[Collected data]
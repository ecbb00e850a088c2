//! Domain models for Podium.
//!
//! # Core Concepts
//!
//! ## Permanent Entities
//!
//! - [`Project`]: A hackathon entry that judges are routed to. Carries a
//!   `seen` counter (how many times it has been assigned) and the `active` /
//!   `prioritized` flags that drive assignment.
//! - [`Judge`]: A judging account. Holds at most one in-progress assignment
//!   (`current`), the append-only log of completed judgements
//!   (`seen_projects`), and the batch-ranking ballot history.
//! - [`Flag`]: Audit entry written whenever a judge skips a project or takes
//!   a break.
//!
//! ## Configuration
//!
//! - [`Options`]: Global event configuration (minimum views, batch ranking
//!   size, judging-ended gate, scoring categories). A single row, created
//!   lazily with defaults on first read.

mod flag;
mod judge;
mod options;
mod project;

pub use flag::*;
pub use judge::*;
pub use options::*;
pub use project::*;
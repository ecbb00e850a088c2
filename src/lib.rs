//! Podium: a hackathon judging server.
//!
//! Judges are shown projects one at a time, score them, and periodically
//! submit batch rankings; admins export a final ordering. The interesting
//! part lives in [`judging`] (fair assignment under mutual-exclusion and
//! coverage constraints, steered by a pairwise comparison matrix) and
//! [`ranking`] (Borda and Copeland aggregation of the partial ballots).
//! [`db`] is the SQLite store everything persists through and [`api`] is
//! the thin HTTP surface over it all.

pub mod api;
pub mod db;
pub mod judging;
pub mod models;
pub mod ranking;
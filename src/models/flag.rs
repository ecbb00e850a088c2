use chrono::{DateTime, Utc};
use serde::{Deserialize, Serialize};
use uuid::Uuid;

/// Audit entry written when a judge releases a project without scoring it.
///
/// A skip records the judge's stated reason; a break uses the fixed reason
/// `"break"`. Flags are append-only and surfaced on the admin dashboard.
#[derive(Debug, Clone, Serialize, Deserialize)]
pub struct Flag {
    pub id: Uuid,
    pub project_id: Uuid,
    pub judge_id: Uuid,
    /// Display name of the judge at the time of the flag.
    pub judge_name: String,
    /// Project name at the time of the flag.
    pub project_name: String,
    pub reason: String,
    pub created_at: DateTime<Utc>,
}
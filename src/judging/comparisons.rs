use std::collections::HashMap;
use std::sync::Mutex;

use anyhow::Result;
use uuid::Uuid;

use crate::db::Database;
use crate::models::{JudgedProject, Project};

/// In-memory matrix of pairwise "seen together" counts between projects.
///
/// Copeland aggregation is only meaningful for pairs of projects that some
/// judge has actually seen both of, so the scheduler consults this matrix to
/// steer assignments toward under-compared pairs. The matrix is rebuilt from
/// the persisted judgement logs at startup and updated once per completed
/// judgement.
///
/// Owned by the composition root and shared by reference; the mutex is an
/// internal detail and is only ever held for in-memory work.
pub struct Comparisons {
    counts: Mutex<HashMap<(Uuid, Uuid), u64>>,
}

/// Normalize an unordered pair to a stable key.
fn pair(a: Uuid, b: Uuid) -> (Uuid, Uuid) {
    if a <= b {
        (a, b)
    } else {
        (b, a)
    }
}

impl Comparisons {
    pub fn new() -> Self {
        Self {
            counts: Mutex::new(HashMap::new()),
        }
    }

    /// Rebuild the matrix from every judge's judgement log.
    ///
    /// Called once at startup; a read failure here fails the boot sequence,
    /// since running without comparison data would silently skew assignment.
    pub fn load(db: &Database) -> Result<Self> {
        let comps = Self::new();
        let judges = db.get_all_judges()?;
        {
            let mut counts = comps.counts.lock().expect("comparisons lock poisoned");
            for judge in &judges {
                let seen = &judge.seen_projects;
                for i in 0..seen.len() {
                    for j in (i + 1)..seen.len() {
                        let key = pair(seen[i].project_id, seen[j].project_id);
                        *counts.entry(key).or_insert(0) += 1;
                    }
                }
            }
        }
        Ok(comps)
    }

    /// Record a completed judgement: the new project has now been seen
    /// together with everything already in this judge's log.
    ///
    /// Must be called exactly once per first-time scoring, never on edits.
    pub fn record_seen(&self, seen_projects: &[JudgedProject], new_project: Uuid) {
        let mut counts = self.counts.lock().expect("comparisons lock poisoned");
        for seen in seen_projects {
            if seen.project_id == new_project {
                continue;
            }
            let key = pair(seen.project_id, new_project);
            *counts.entry(key).or_insert(0) += 1;
        }
    }

    /// Times the two projects have appeared in the same judge's log.
    pub fn count(&self, a: Uuid, b: Uuid) -> u64 {
        let counts = self.counts.lock().expect("comparisons lock poisoned");
        counts.get(&pair(a, b)).copied().unwrap_or(0)
    }

    /// Indices of the candidates least compared against the judge's seen
    /// set, in original candidate order (stable under ties).
    pub fn least_compared(&self, candidates: &[Project], seen_projects: &[JudgedProject]) -> Vec<usize> {
        let counts = self.counts.lock().expect("comparisons lock poisoned");

        let mut best = u64::MAX;
        let mut indices = Vec::new();
        for (i, candidate) in candidates.iter().enumerate() {
            let total: u64 = seen_projects
                .iter()
                .map(|seen| {
                    counts
                        .get(&pair(candidate.id, seen.project_id))
                        .copied()
                        .unwrap_or(0)
                })
                .sum();
            if total < best {
                best = total;
                indices.clear();
                indices.push(i);
            } else if total == best {
                indices.push(i);
            }
        }
        indices
    }
}

impl Default for Comparisons {
    fn default() -> Self {
        Self::new()
    }
}
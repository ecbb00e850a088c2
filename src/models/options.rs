use serde::{Deserialize, Serialize};

/// Global event configuration.
///
/// Stored as a single row and created with these defaults the first time it
/// is read. Updates are unconditional last-writer-wins; there is no version
/// stamp, so two concurrent admin edits will silently keep the later one.
#[derive(Debug, Clone, Serialize, Deserialize)]
pub struct Options {
    /// Target minimum number of times every active project should be seen.
    pub min_views: i64,
    /// Number of projects in one batch-ranking ballot.
    pub batch_ranking_size: i64,
    /// Once true, no new assignments are handed out.
    pub judging_ended: bool,
    /// Scoring rubric category names.
    pub categories: Vec<String>,
}

impl Default for Options {
    fn default() -> Self {
        Self {
            min_views: 3,
            batch_ranking_size: 8,
            judging_ended: false,
            categories: vec![
                "Creativity/Innovation".to_string(),
                "Technical Competence/Execution".to_string(),
                "Research/Design".to_string(),
                "Presentation".to_string(),
            ],
        }
    }
}
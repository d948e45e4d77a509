//! 辞書パーサ
//!
//! タグ付き階層ストリームを前方一方向のカーソルで深さ優先に走査し、
//! `Entry` の列を構築する。各読み取り関数は自分の要素の終了タグ
//! までを消費する再帰下降構成。未知のタグは読み飛ばす。
//! ストリームの整形式エラーはパース全体を中断する（部分的な
//! ストアは公開されない）。

use crate::error::lexicon::Result;
use crate::error::LexiconError;
use crate::lexicon::entry::{
    Entry, KanjiVariant, Lexicon, LoanwordSource, ReadingVariant, Sense,
};
use quick_xml::events::{BytesStart, Event};
use quick_xml::Reader;
use std::io::BufRead;
use std::path::Path;

// XMLタグ名
const TAG_ENTRY: &[u8] = b"entry";
const TAG_SEQUENCE_ID: &[u8] = b"ent_seq";
const TAG_KANJI_ELEMENT: &[u8] = b"k_ele";
const TAG_KANJI_TEXT: &[u8] = b"keb";
const TAG_KANJI_INFO: &[u8] = b"ke_inf";
const TAG_KANJI_PRIORITY: &[u8] = b"ke_pri";
const TAG_READING_ELEMENT: &[u8] = b"r_ele";
const TAG_READING_TEXT: &[u8] = b"reb";
const TAG_READING_NO_KANJI: &[u8] = b"re_nokanji";
const TAG_READING_RESTRICTION: &[u8] = b"re_restr";
const TAG_READING_INFO: &[u8] = b"re_inf";
const TAG_READING_PRIORITY: &[u8] = b"re_pri";
const TAG_SENSE: &[u8] = b"sense";
const TAG_PART_OF_SPEECH: &[u8] = b"pos";
const TAG_GLOSS: &[u8] = b"gloss";
const TAG_LOANWORD_SOURCE: &[u8] = b"lsource";
const TAG_FIELD: &[u8] = b"field";
const TAG_MISC: &[u8] = b"misc";
const TAG_DIALECT: &[u8] = b"dial";
const TAG_SENSE_INFO: &[u8] = b"s_inf";

// XMLタグ属性
const ATTR_SOURCE_LANGUAGE: &[u8] = b"ls_type";
const ATTR_WASEI: &[u8] = b"ls_wasei";

/// 言語コード属性の既定値
const DEFAULT_SOURCE_LANGUAGE: &str = "full";

/// ファイルから辞書を読み込む
pub fn load(path: impl AsRef<Path>) -> Result<Lexicon> {
    let path = path.as_ref();

    // 存在チェック
    if !path.exists() {
        return Err(LexiconError::NotFound {
            path: path.display().to_string(),
        });
    }

    let file = std::fs::File::open(path).map_err(|e| LexiconError::Unreadable {
        path: path.display().to_string(),
        message: e.to_string(),
    })?;

    parse(Reader::from_reader(std::io::BufReader::new(file)))
}

/// 文字列から辞書を読み込む
pub fn parse_str(text: &str) -> Result<Lexicon> {
    parse(Reader::from_reader(text.as_bytes()))
}

/// ストリーム全体を走査してエントリ列を構築する
fn parse<R: BufRead>(mut reader: Reader<R>) -> Result<Lexicon> {
    reader.config_mut().trim_text(true);

    let mut entries = Vec::new();
    let mut buf = Vec::new();
    loop {
        match read_event(&mut reader, &mut buf)? {
            Event::Start(e) if e.name().as_ref() == TAG_ENTRY => {
                entries.push(read_entry(&mut reader)?);
            }
            Event::Eof => break,
            _ => {}
        }
        buf.clear();
    }

    log::debug!("lexicon parsed: {} entries", entries.len());
    Ok(Lexicon::new(entries))
}

/// 1項目を終了タグまで読む
fn read_entry<R: BufRead>(reader: &mut Reader<R>) -> Result<Entry> {
    let mut entry = Entry::default();
    let mut buf = Vec::new();
    loop {
        match read_event(reader, &mut buf)? {
            Event::Start(e) => match e.name().as_ref() {
                TAG_SEQUENCE_ID => entry.sequence_id = read_text(reader, TAG_SEQUENCE_ID)?,
                TAG_KANJI_ELEMENT => entry.kanji_variants.push(read_kanji_element(reader)?),
                TAG_READING_ELEMENT => {
                    entry.reading_variants.push(read_reading_element(reader)?)
                }
                TAG_SENSE => entry.senses.push(read_sense(reader)?),
                _ => {}
            },
            Event::End(e) if e.name().as_ref() == TAG_ENTRY => break,
            Event::Eof => return Err(unexpected_eof(TAG_ENTRY)),
            _ => {}
        }
        buf.clear();
    }
    Ok(entry)
}

/// 漢字表記ブロックを読む
fn read_kanji_element<R: BufRead>(reader: &mut Reader<R>) -> Result<KanjiVariant> {
    let mut kanji = KanjiVariant::default();
    let mut buf = Vec::new();
    loop {
        match read_event(reader, &mut buf)? {
            Event::Start(e) => match e.name().as_ref() {
                TAG_KANJI_TEXT => kanji.text = read_text(reader, TAG_KANJI_TEXT)?,
                TAG_KANJI_INFO => kanji.info_tags.push(read_text(reader, TAG_KANJI_INFO)?),
                TAG_KANJI_PRIORITY => {
                    kanji.priority_tags.push(read_text(reader, TAG_KANJI_PRIORITY)?)
                }
                _ => {}
            },
            Event::End(e) if e.name().as_ref() == TAG_KANJI_ELEMENT => break,
            Event::Eof => return Err(unexpected_eof(TAG_KANJI_ELEMENT)),
            _ => {}
        }
        buf.clear();
    }
    Ok(kanji)
}

/// 読みブロックを読む
fn read_reading_element<R: BufRead>(reader: &mut Reader<R>) -> Result<ReadingVariant> {
    let mut reading = ReadingVariant::default();
    let mut buf = Vec::new();
    loop {
        match read_event(reader, &mut buf)? {
            Event::Start(e) => match e.name().as_ref() {
                TAG_READING_TEXT => reading.text = read_text(reader, TAG_READING_TEXT)?,
                TAG_READING_NO_KANJI => {
                    reading.no_kanji = Some(read_text(reader, TAG_READING_NO_KANJI)?)
                }
                TAG_READING_RESTRICTION => {
                    reading.restriction = Some(read_text(reader, TAG_READING_RESTRICTION)?)
                }
                TAG_READING_INFO => {
                    reading.info = Some(read_text(reader, TAG_READING_INFO)?)
                }
                TAG_READING_PRIORITY => reading
                    .priority_tags
                    .push(read_text(reader, TAG_READING_PRIORITY)?),
                _ => {}
            },
            // re_nokanjiは内容を持たない空要素として現れることがある
            Event::Empty(e) if e.name().as_ref() == TAG_READING_NO_KANJI => {
                reading.no_kanji = Some(String::new());
            }
            Event::End(e) if e.name().as_ref() == TAG_READING_ELEMENT => break,
            Event::Eof => return Err(unexpected_eof(TAG_READING_ELEMENT)),
            _ => {}
        }
        buf.clear();
    }
    Ok(reading)
}

/// 語義ブロックを読む
fn read_sense<R: BufRead>(reader: &mut Reader<R>) -> Result<Sense> {
    let mut sense = Sense::default();
    let mut buf = Vec::new();
    loop {
        match read_event(reader, &mut buf)? {
            Event::Start(e) => match e.name().as_ref() {
                TAG_PART_OF_SPEECH => sense
                    .parts_of_speech
                    .push(read_text(reader, TAG_PART_OF_SPEECH)?),
                TAG_GLOSS => sense.glosses.push(read_text(reader, TAG_GLOSS)?),
                TAG_LOANWORD_SOURCE => sense
                    .loanword_sources
                    .push(read_loanword_source(reader, &e)?),
                TAG_FIELD => sense
                    .fields_of_application
                    .push(read_text(reader, TAG_FIELD)?),
                TAG_MISC => sense.misc.push(read_text(reader, TAG_MISC)?),
                TAG_DIALECT => sense.dialect.push(read_text(reader, TAG_DIALECT)?),
                TAG_SENSE_INFO => sense.notes.push(read_text(reader, TAG_SENSE_INFO)?),
                _ => {}
            },
            Event::Empty(e) if e.name().as_ref() == TAG_LOANWORD_SOURCE => {
                sense
                    .loanword_sources
                    .push(empty_loanword_source(&e)?);
            }
            Event::End(e) if e.name().as_ref() == TAG_SENSE => break,
            Event::Eof => return Err(unexpected_eof(TAG_SENSE)),
            _ => {}
        }
        buf.clear();
    }
    Ok(sense)
}

/// 原語情報要素を読む
///
/// 言語コードは属性の有無にかかわらず、最後に本文テキストで
/// 上書きされる。
fn read_loanword_source<R: BufRead>(
    reader: &mut Reader<R>,
    start: &BytesStart<'_>,
) -> Result<LoanwordSource> {
    let mut source = loanword_source_from_attributes(start)?;
    source.source_language = read_text(reader, TAG_LOANWORD_SOURCE)?;
    Ok(source)
}

/// 内容のない原語情報要素を読む。本文テキストは空文字列扱い。
fn empty_loanword_source(start: &BytesStart<'_>) -> Result<LoanwordSource> {
    let mut source = loanword_source_from_attributes(start)?;
    source.source_language = String::new();
    Ok(source)
}

/// 原語情報の属性部分を解釈する
fn loanword_source_from_attributes(start: &BytesStart<'_>) -> Result<LoanwordSource> {
    let mut source = LoanwordSource {
        source_language: DEFAULT_SOURCE_LANGUAGE.to_string(),
        ..LoanwordSource::default()
    };

    for attribute in start.attributes() {
        let attribute = attribute.map_err(|e| LexiconError::MalformedInput {
            message: e.to_string(),
        })?;
        let value = attribute
            .unescape_value()
            .map_err(|e| LexiconError::MalformedInput {
                message: e.to_string(),
            })?;

        match attribute.key.as_ref() {
            ATTR_SOURCE_LANGUAGE => source.source_language = value.into_owned(),
            ATTR_WASEI => source.wasei = Some(value.into_owned()),
            _ => {}
        }
    }

    Ok(source)
}

/// 現在の要素の終了タグまでのテキスト内容を読む
fn read_text<R: BufRead>(reader: &mut Reader<R>, tag: &[u8]) -> Result<String> {
    let mut out = String::new();
    let mut buf = Vec::new();
    loop {
        match read_event(reader, &mut buf)? {
            Event::Text(t) => {
                let text = t.unescape().map_err(|e| LexiconError::MalformedInput {
                    message: e.to_string(),
                })?;
                out.push_str(&text);
            }
            Event::End(e) if e.name().as_ref() == tag => break,
            Event::Eof => return Err(unexpected_eof(tag)),
            _ => {}
        }
        buf.clear();
    }
    Ok(out)
}

fn read_event<'b, R: BufRead>(
    reader: &mut Reader<R>,
    buf: &'b mut Vec<u8>,
) -> Result<Event<'b>> {
    reader
        .read_event_into(buf)
        .map_err(|e| LexiconError::MalformedInput {
            message: e.to_string(),
        })
}

fn unexpected_eof(tag: &[u8]) -> LexiconError {
    LexiconError::MalformedInput {
        message: format!(
            "unexpected end of stream inside <{}>",
            String::from_utf8_lossy(tag)
        ),
    }
}

#[cfg(test)]
mod tests {
    use super::*;

    const SINGLE_ENTRY: &str = r#"
        <JMdict>
          <entry>
            <ent_seq>1171270</ent_seq>
            <k_ele>
              <keb>右目</keb>
              <ke_inf>word containing irregular kanji usage</ke_inf>
              <ke_pri>news2</ke_pri>
              <ke_pri>nf30</ke_pri>
            </k_ele>
            <r_ele>
              <reb>みぎめ</reb>
              <re_restr>右目</re_restr>
              <re_inf>gikun reading</re_inf>
              <re_pri>news2</re_pri>
            </r_ele>
            <sense>
              <pos>noun (common)</pos>
              <field>anatomy</field>
              <misc>colloquialism</misc>
              <dial>Kansai-ben</dial>
              <s_inf>usu. in compounds</s_inf>
              <gloss>right eye</gloss>
              <gloss>the right eye</gloss>
            </sense>
          </entry>
        </JMdict>
    "#;

    #[test]
    fn test_parse_single_entry_field_for_field() {
        let lexicon = parse_str(SINGLE_ENTRY).unwrap();
        assert_eq!(lexicon.len(), 1);

        let entry = &lexicon.entries()[0];
        assert_eq!(entry.sequence_id, "1171270");

        assert_eq!(entry.kanji_variants.len(), 1);
        let kanji = &entry.kanji_variants[0];
        assert_eq!(kanji.text, "右目");
        assert_eq!(kanji.info_tags, ["word containing irregular kanji usage"]);
        assert_eq!(kanji.priority_tags, ["news2", "nf30"]);

        assert_eq!(entry.reading_variants.len(), 1);
        let reading = &entry.reading_variants[0];
        assert_eq!(reading.text, "みぎめ");
        assert_eq!(reading.restriction.as_deref(), Some("右目"));
        assert_eq!(reading.info.as_deref(), Some("gikun reading"));
        assert_eq!(reading.no_kanji, None);
        assert_eq!(reading.priority_tags, ["news2"]);

        assert_eq!(entry.senses.len(), 1);
        let sense = &entry.senses[0];
        assert_eq!(sense.parts_of_speech, ["noun (common)"]);
        assert_eq!(sense.glosses, ["right eye", "the right eye"]);
        assert_eq!(sense.fields_of_application, ["anatomy"]);
        assert_eq!(sense.misc, ["colloquialism"]);
        assert_eq!(sense.dialect, ["Kansai-ben"]);
        assert_eq!(sense.notes, ["usu. in compounds"]);
    }

    #[test]
    fn test_parse_multiple_entries() {
        let text = r#"
            <JMdict>
              <entry><ent_seq>1</ent_seq></entry>
              <entry><ent_seq>2</ent_seq></entry>
              <entry><ent_seq>3</ent_seq></entry>
            </JMdict>
        "#;
        let lexicon = parse_str(text).unwrap();
        let ids: Vec<&str> = lexicon
            .entries()
            .iter()
            .map(|e| e.sequence_id.as_str())
            .collect();
        assert_eq!(ids, ["1", "2", "3"]);
    }

    #[test]
    fn test_loanword_source_text_overwrites_attribute() {
        // ls_type属性の値は本文テキストで常に上書きされる
        let text = r#"
            <JMdict>
              <entry>
                <ent_seq>1</ent_seq>
                <sense>
                  <lsource ls_type="part" ls_wasei="y">chanson</lsource>
                </sense>
              </entry>
            </JMdict>
        "#;
        let lexicon = parse_str(text).unwrap();
        let source = &lexicon.entries()[0].senses[0].loanword_sources[0];
        assert_eq!(source.source_language, "chanson");
        assert_eq!(source.wasei.as_deref(), Some("y"));
        assert_eq!(source.description, "");
    }

    #[test]
    fn test_loanword_source_without_attributes() {
        let text = r#"
            <JMdict>
              <entry>
                <ent_seq>1</ent_seq>
                <sense><lsource>pan</lsource></sense>
              </entry>
            </JMdict>
        "#;
        let lexicon = parse_str(text).unwrap();
        let source = &lexicon.entries()[0].senses[0].loanword_sources[0];
        assert_eq!(source.source_language, "pan");
        assert_eq!(source.wasei, None);
    }

    #[test]
    fn test_empty_reading_no_kanji_element() {
        let text = r#"
            <JMdict>
              <entry>
                <ent_seq>1</ent_seq>
                <r_ele>
                  <reb>イギリス</reb>
                  <re_nokanji/>
                </r_ele>
              </entry>
            </JMdict>
        "#;
        let lexicon = parse_str(text).unwrap();
        let reading = &lexicon.entries()[0].reading_variants[0];
        assert_eq!(reading.text, "イギリス");
        assert_eq!(reading.no_kanji.as_deref(), Some(""));
    }

    #[test]
    fn test_unknown_tags_are_skipped() {
        let text = r#"
            <JMdict>
              <entry>
                <ent_seq>1</ent_seq>
                <audit><upd_date>2020-01-01</upd_date></audit>
                <k_ele>
                  <keb>田</keb>
                  <ke_unknown>x</ke_unknown>
                </k_ele>
              </entry>
            </JMdict>
        "#;
        let lexicon = parse_str(text).unwrap();
        let entry = &lexicon.entries()[0];
        assert_eq!(entry.sequence_id, "1");
        assert_eq!(entry.kanji_variants.len(), 1);
        assert_eq!(entry.kanji_variants[0].text, "田");
    }

    #[test]
    fn test_unclosed_entry_is_malformed() {
        let result = parse_str("<JMdict><entry><ent_seq>1</ent_seq>");
        assert!(matches!(
            result,
            Err(LexiconError::MalformedInput { .. })
        ));
    }

    #[test]
    fn test_mismatched_end_tag_is_malformed() {
        let result = parse_str("<JMdict><entry></wrong></JMdict>");
        assert!(matches!(
            result,
            Err(LexiconError::MalformedInput { .. })
        ));
    }

    #[test]
    fn test_load_missing_file_is_not_found() {
        let result = load("/nonexistent/JMdict_e");
        assert!(matches!(result, Err(LexiconError::NotFound { .. })));
    }
}
//! 打鍵の内部表現
//!
//! 1回の物理キー押下（キー＋シフト修飾）と、変換待ちの打鍵列を定義

use crossterm::event::{KeyCode as CrosstermKeyCode, KeyEvent, KeyModifiers as CrosstermModifiers};

/// 記録できる打鍵数の上限
pub const MAX_RECORDED_CHORDS: usize = 4;

/// 1回の物理キー押下
#[derive(Debug, Clone, Copy, PartialEq, Eq, Hash)]
pub struct Chord {
    /// 基本キー（ASCII英字は小文字に正規化）
    pub key: char,
    /// シフト修飾
    pub shift: bool,
}

impl Chord {
    /// 修飾なしの打鍵を作成
    pub fn plain(key: char) -> Self {
        Self {
            key: key.to_ascii_lowercase(),
            shift: false,
        }
    }

    /// シフト付きの打鍵を作成
    pub fn shifted(key: char) -> Self {
        Self {
            key: key.to_ascii_lowercase(),
            shift: true,
        }
    }

    /// crosstermのキーイベントから変換
    ///
    /// 文字キー以外はホスト側の既定処理に任せるため `None` を返す
    pub fn from_key_event(event: &KeyEvent) -> Option<Self> {
        match event.code {
            CrosstermKeyCode::Char(c) => Some(Self {
                key: c.to_ascii_lowercase(),
                shift: event.modifiers.contains(CrosstermModifiers::SHIFT)
                    || c.is_ascii_uppercase(),
            }),
            _ => None,
        }
    }

    /// 打鍵の文字どおりの文字（Passthroughモードで挿入される）
    pub fn literal_char(&self) -> char {
        if self.shift {
            self.key.to_ascii_uppercase()
        } else {
            self.key
        }
    }

    /// 状態表示用のラベル
    pub fn label(&self) -> String {
        let key = self.key.to_ascii_uppercase();
        if self.shift {
            format!("Shift+{}", key)
        } else {
            key.to_string()
        }
    }
}

/// 変換待ちの打鍵列
///
/// 最大 `MAX_RECORDED_CHORDS` 打鍵のスライディングウィンドウ。
/// あふれた場合は最も古い打鍵から捨てる。
#[derive(Debug, Clone, Default, PartialEq, Eq)]
pub struct ChordSequence {
    chords: Vec<Chord>,
}

impl ChordSequence {
    pub fn new() -> Self {
        Self::default()
    }

    /// 打鍵を追加する。上限を超えたら先頭（最古）を捨てる。
    pub fn push(&mut self, chord: Chord) {
        self.chords.push(chord);
        if self.chords.len() > MAX_RECORDED_CHORDS {
            self.chords.remove(0);
        }
    }

    /// 最後の打鍵を取り消す。空のときは何もせずfalseを返す。
    pub fn pop_last(&mut self) -> bool {
        self.chords.pop().is_some()
    }

    pub fn clear(&mut self) {
        self.chords.clear();
    }

    pub fn len(&self) -> usize {
        self.chords.len()
    }

    pub fn is_empty(&self) -> bool {
        self.chords.is_empty()
    }

    pub fn chords(&self) -> &[Chord] {
        &self.chords
    }

    /// 状態表示用のラベル。空のときは空文字列。
    pub fn label(&self) -> String {
        self.chords
            .iter()
            .map(Chord::label)
            .collect::<Vec<_>>()
            .join(", ")
    }
}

■ **What you have to do**
Scan the data above and report each line in which "KanjiVariant" is present.

■ **Answer to this exercise**
    Entry, KanjiVariant, Lexicon, LoanwordSource, ReadingVariant, Sense,
fn read_kanji_element<R: BufRead>(reader: &mut Reader<R>) -> Result<KanjiVariant> {
    let mut kanji = KanjiVariant::default();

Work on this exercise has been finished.